Немощный
– А с чего вы взяли, что я шучу? Я говорил парню, чтобы он готовился к воздержанию: он уже достаточно взрослый, чтобы соблюдать посты; и я учу его на примере Спасителя, чтобы он, видя, в какую нищету впал дон Энрике, не вздумал осуждать того. Откуда вы свалились? Я сказал, что ужина не будет, и его не будет – это правда, а не шутки. Если уж вам так плохо, вам и остальным, или хотя бы только для того, чтобы этот парень наконец перестал зевать, почему тебе, Марото, не пойти к дверям дома его преосвященства – ты ведь свой человек в этом святом доме – и не попросить слуг господина епископа вынести тебе в плошке объедки, оставшиеся после пира, устроенного вчера хозяином дома? Ты можешь просить милостыню от имени твоего хозяина – почему бы королю Кастилии не быть нищим?
– Ну и епископа послал нам Господь! – воскликнул тот, кого звали Марото. И чуть помолчав в задумчивости, начал в мельчайших подробностях рассказывать собравшимся о торжестве, на котором он помогал прислуживать накануне. Этот парень повидал разные места и умел заставить себя слушать. Он восхвалял роскошь приема, устроенного прелатом в честь грандов королевства, преувеличенно расписывая обилие еды, расточительство и обжорство, а где не хватало слов, помогал себе руками. Тут же, понизив голос, он сообщил с важностью, что безудержную жадность в еде сменила жадность до гербов: ведь кастильская знать собралась за столом епископа дона Ильдефонсо не набивать животы до икоты, а чтобы договориться, как, свергнув Немощного, раздробить королевство и поделить его части.
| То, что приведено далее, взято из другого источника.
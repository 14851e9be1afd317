//! In-memory packet filter used by the executor and API tests

use async_trait::async_trait;
use std::collections::HashMap;
use std::sync::Mutex;

use crate::executor::{CommandOutput, CommandRunner};
use crate::rules::Chain;

const CHAINS: [&str; 3] = ["INPUT", "FORWARD", "OUTPUT"];

#[derive(Default)]
struct State {
    chains: HashMap<String, Vec<Vec<String>>>,
    calls: Vec<Vec<String>>,
    silent_failure: Option<i32>,
    missing: bool,
}

/// Emulates `iptables` / `iptables-save` closely enough for behavioural tests:
/// append, exact-match delete, list with counters, flush and save.
#[derive(Default)]
pub struct FakeIptables {
    state: Mutex<State>,
}

impl FakeIptables {
    pub fn new() -> Self {
        Self::default()
    }

    /// Every argv seen, including the program name
    pub fn calls(&self) -> Vec<Vec<String>> {
        self.state.lock().unwrap().calls.clone()
    }

    pub fn rule_count(&self, chain: Chain) -> usize {
        self.state
            .lock()
            .unwrap()
            .chains
            .get(chain.as_str())
            .map_or(0, Vec::len)
    }

    /// Make the next invocations exit with `code` and no stderr
    pub fn fail_silently(&self, code: i32) {
        self.state.lock().unwrap().silent_failure = Some(code);
    }

    /// Make every invocation fail to spawn
    pub fn set_missing(&self) {
        self.state.lock().unwrap().missing = true;
    }

    /// Number of rule rows in `iptables -L -n -v` output
    pub fn listed_rule_lines(listing: &str) -> usize {
        listing
            .lines()
            .filter(|line| {
                let trimmed = line.trim();
                !trimmed.is_empty()
                    && !trimmed.starts_with("Chain ")
                    && !trimmed.starts_with("pkts ")
            })
            .count()
    }

    fn handle_iptables(state: &mut State, args: &[String]) -> CommandOutput {
        match args.first().map(String::as_str) {
            Some("-A") => {
                let chain = args[1].clone();
                state.chains.entry(chain).or_default().push(args[2..].to_vec());
                ok(String::new())
            }
            Some("-D") => {
                let rules = state.chains.entry(args[1].clone()).or_default();
                match rules.iter().position(|r| r[..] == args[2..]) {
                    Some(index) => {
                        rules.remove(index);
                        ok(String::new())
                    }
                    None => fail(
                        1,
                        "iptables: Bad rule (does a matching rule exist in that chain?).\n",
                    ),
                }
            }
            Some("-L") => {
                let chains: Vec<&str> = match args.get(1).map(String::as_str) {
                    Some(name) if !name.starts_with('-') => vec![name],
                    _ => CHAINS.to_vec(),
                };
                let mut out = String::new();
                for (i, name) in chains.iter().enumerate() {
                    if i > 0 {
                        out.push('\n');
                    }
                    out.push_str(&render_chain(name, state.chains.get(*name)));
                }
                ok(out)
            }
            Some("-F") => {
                state.chains.remove(&args[1]);
                ok(String::new())
            }
            _ => fail(2, "iptables: unknown option\n"),
        }
    }

    fn handle_save(state: &State) -> CommandOutput {
        let mut out = String::from("*filter\n");
        for name in CHAINS {
            out.push_str(&format!(":{name} ACCEPT [0:0]\n"));
        }
        for name in CHAINS {
            for rule in state.chains.get(name).into_iter().flatten() {
                out.push_str(&format!("-A {name} {}\n", rule.join(" ")));
            }
        }
        out.push_str("COMMIT\n");
        ok(out)
    }
}

#[async_trait]
impl CommandRunner for FakeIptables {
    async fn run(&self, program: &str, args: &[String]) -> std::io::Result<CommandOutput> {
        let mut state = self.state.lock().unwrap();

        let mut argv = vec![program.to_string()];
        argv.extend(args.iter().cloned());
        state.calls.push(argv.clone());

        if state.missing {
            return Err(std::io::Error::new(
                std::io::ErrorKind::NotFound,
                "No such file or directory",
            ));
        }
        if let Some(code) = state.silent_failure {
            return Ok(fail(code, ""));
        }

        let argv = if argv[0] == "sudo" { &argv[1..] } else { &argv[..] };
        let output = match argv[0].as_str() {
            "iptables" => Self::handle_iptables(&mut state, &argv[1..]),
            "iptables-save" => Self::handle_save(&state),
            other => fail(127, &format!("{other}: command not found\n")),
        };
        Ok(output)
    }
}

fn render_chain(name: &str, rules: Option<&Vec<Vec<String>>>) -> String {
    let mut out = format!("Chain {name} (policy ACCEPT 0 packets, 0 bytes)\n");
    out.push_str(" pkts bytes target     prot opt in     out     source               destination\n");
    for rule in rules.into_iter().flatten() {
        let flag = |f: &str| {
            rule.iter()
                .position(|a| a == f)
                .and_then(|i| rule.get(i + 1))
                .cloned()
        };
        let target = flag("-j").unwrap_or_default();
        let proto = flag("-p").unwrap_or_else(|| "all".to_string());
        let source = flag("-s").unwrap_or_else(|| "0.0.0.0/0".to_string());
        let destination = flag("-d").unwrap_or_else(|| "0.0.0.0/0".to_string());
        let extra = flag("--dport")
            .map(|port| format!("{proto} dpt:{port}"))
            .unwrap_or_default();
        out.push_str(&format!(
            "    0     0 {target:<10} {proto:<4} --  *      *       {source:<20} {destination:<20} {extra}\n"
        ));
    }
    out
}

fn ok(stdout: String) -> CommandOutput {
    CommandOutput {
        success: true,
        code: Some(0),
        stdout,
        stderr: String::new(),
    }
}

fn fail(code: i32, stderr: &str) -> CommandOutput {
    CommandOutput {
        success: false,
        code: Some(code),
        stdout: String::new(),
        stderr: stderr.to_string(),
    }
}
– Дело подошло к десерту, когда епископ завел речь об этом, и все застыли, внимательно слушая. Вы знаете, какой он мастер говорить – тут ему нет равных. Я, в ливрее, прислуживая за столом вместе с другой челядью, так прямо в рот ему и смотрел: кто не слышал, тот и вообразить себе такого чуда не может…
– Ну, а говорил-то он что? – перебили его.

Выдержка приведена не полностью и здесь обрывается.